Make your reply a word-for-word repeat of the records.
☆ ☆ ☆ ☆
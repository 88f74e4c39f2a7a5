//! Employee token generation and validation.
//!
//! Tokens are HS256-signed JWTs carrying a [`Claims`] payload. There is no
//! refresh flow; a client logs in again once the token expires.

use autoshop_core::types::DbId;
use jsonwebtoken::{decode, encode, DecodingKey, EncodingKey, Header, Validation};
use serde::{Deserialize, Serialize};
use uuid::Uuid;

/// JWT claims embedded in every employee token.
#[derive(Debug, Serialize, Deserialize, Clone)]
pub struct Claims {
    /// Subject -- the employee's database id.
    pub sub: DbId,
    pub email: String,
    /// Role name (`"employee"`, `"manager"` or `"admin"`).
    pub role: String,
    pub first_name: String,
    /// Expiration time (UTC Unix timestamp).
    pub exp: i64,
    /// Issued-at time (UTC Unix timestamp).
    pub iat: i64,
    /// Unique token identifier (UUID v4).
    pub jti: String,
}

/// Configuration for token generation and validation.
#[derive(Debug, Clone)]
pub struct JwtConfig {
    /// HMAC-SHA256 secret used to sign and verify tokens.
    pub secret: String,
    /// Token lifetime in hours (default: 24).
    pub expiry_hours: i64,
}

/// Default token lifetime in hours.
const DEFAULT_EXPIRY_HOURS: i64 = 24;

impl JwtConfig {
    /// Load JWT configuration from environment variables.
    ///
    /// | Env Var            | Required | Default |
    /// |--------------------|----------|---------|
    /// | `JWT_SECRET`       | **yes**  | --      |
    /// | `JWT_EXPIRY_HOURS` | no       | `24`    |
    ///
    /// # Panics
    ///
    /// Panics if `JWT_SECRET` is not set or is empty.
    pub fn from_env() -> Self {
        let secret =
            std::env::var("JWT_SECRET").expect("JWT_SECRET must be set in the environment");
        assert!(!secret.is_empty(), "JWT_SECRET must not be empty");

        let expiry_hours: i64 = std::env::var("JWT_EXPIRY_HOURS")
            .unwrap_or_else(|_| DEFAULT_EXPIRY_HOURS.to_string())
            .parse()
            .expect("JWT_EXPIRY_HOURS must be a valid i64");

        Self {
            secret,
            expiry_hours,
        }
    }

    /// Token lifetime in seconds.
    pub fn expiry_secs(&self) -> i64 {
        self.expiry_hours * 3600
    }
}

/// The employee fields carried in a token.
#[derive(Debug, Clone, Copy)]
pub struct TokenSubject<'a> {
    pub employee_id: DbId,
    pub email: &'a str,
    pub role: &'a str,
    pub first_name: &'a str,
}

/// Generate an HS256 token for the given employee.
pub fn generate_token(
    subject: TokenSubject<'_>,
    config: &JwtConfig,
) -> Result<String, jsonwebtoken::errors::Error> {
    let now = chrono::Utc::now().timestamp();

    let claims = Claims {
        sub: subject.employee_id,
        email: subject.email.to_string(),
        role: subject.role.to_string(),
        first_name: subject.first_name.to_string(),
        exp: now + config.expiry_secs(),
        iat: now,
        jti: Uuid::new_v4().to_string(),
    };

    encode(
        &Header::default(),
        &claims,
        &EncodingKey::from_secret(config.secret.as_bytes()),
    )
}

/// Validate and decode a token, returning the embedded [`Claims`].
///
/// Checks the signature and expiry.
pub fn validate_token(
    token: &str,
    config: &JwtConfig,
) -> Result<Claims, jsonwebtoken::errors::Error> {
    let token_data = decode::<Claims>(
        token,
        &DecodingKey::from_secret(config.secret.as_bytes()),
        &Validation::default(),
    )?;
    Ok(token_data.claims)
}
☆ ☆ ☆ ☆
### Task solution
repository 88f74e4c39f2a7a5
//! Employee token generation and validation.
//!
//! Tokens are HS256-signed JWTs carrying a [`Claims`] payload. There is no
//! refresh flow; a client logs in again once the token expires.

use autoshop_core::types::DbId;
use jsonwebtoken::{decode, encode, DecodingKey, EncodingKey, Header, Validation};
use serde::{Deserialize, Serialize};
use uuid::Uuid;

/// JWT claims embedded in every employee token.
#[derive(Debug, Serialize, Deserialize, Clone)]
pub struct Claims {
    /// Subject -- the employee's database id.
    pub sub: DbId,
    pub email: String,
    /// Role name (`"employee"`, `"manager"` or `"admin"`).
    pub role: String,
    pub first_name: String,
    /// Expiration time (UTC Unix timestamp).
    pub exp: i64,
    /// Issued-at time (UTC Unix timestamp).
    pub iat: i64,
    /// Unique token identifier (UUID v4).
    pub jti: String,
}

/// Configuration for token generation and validation.
#[derive(Debug, Clone)]
pub struct JwtConfig {
    /// HMAC-SHA256 secret used to sign and verify tokens.
    pub secret: String,
    /// Token lifetime in hours (default: 24).
    pub expiry_hours: i64,
}

/// Default token lifetime in hours.
const DEFAULT_EXPIRY_HOURS: i64 = 24;

impl JwtConfig {
    /// Load JWT configuration from environment variables.
    ///
    /// | Env Var            | Required | Default |
    /// |--------------------|----------|---------|
    /// | `JWT_SECRET`       | **yes**  | --      |
    /// | `JWT_EXPIRY_HOURS` | no       | `24`    |
    ///
    /// # Panics
    ///
    /// Panics if `JWT_SECRET` is not set or is empty.
    pub fn from_env() -> Self {
        let secret =
            std::env::var("JWT_SECRET").expect("JWT_SECRET must be set in the environment");
        assert!(!secret.is_empty(), "JWT_SECRET must not be empty");

        let expiry_hours: i64 = std::env::var("JWT_EXPIRY_HOURS")
            .unwrap_or_else(|_| DEFAULT_EXPIRY_HOURS.to_string())
            .parse()
            .expect("JWT_EXPIRY_HOURS must be a valid i64");

        Self {
            secret,
            expiry_hours,
        }
    }

    /// Token lifetime in seconds.
    pub fn expiry_secs(&self) -> i64 {
        self.expiry_hours * 3600
    }
}

/// The employee fields carried in a token.
#[derive(Debug, Clone, Copy)]
pub struct TokenSubject<'a> {
    pub employee_id: DbId,
    pub email: &'a str,
    pub role: &'a str,
    pub first_name: &'a str,
}

/// Generate an HS256 token for the given employee.
pub fn generate_token(
    subject: TokenSubject<'_>,
    config: &JwtConfig,
) -> Result<String, jsonwebtoken::errors::Error> {
    let now = chrono::Utc::now().timestamp();

    let claims = Claims {
        sub: subject.employee_id,
        email: subject.email.to_string(),
        role: subject.role.to_string(),
        first_name: subject.first_name.to_string(),
        exp: now + config.expiry_secs(),
        iat: now,
        jti: Uuid::new_v4().to_string(),
    };

    encode(
        &Header::default(),
        &claims,
        &EncodingKey::from_secret(config.secret.as_bytes()),
    )
}

/// Validate and decode a token, returning the embedded [`Claims`].
///
/// Checks the signature and expiry.
pub fn validate_token(
    token: &str,
    config: &JwtConfig,
) -> Result<Claims, jsonwebtoken::errors::Error> {
    let token_data = decode::<Claims>(
        token,
        &DecodingKey::from_secret(config.secret.as_bytes()),
        &Validation::default(),
    )?;
    Ok(token_data.claims)
}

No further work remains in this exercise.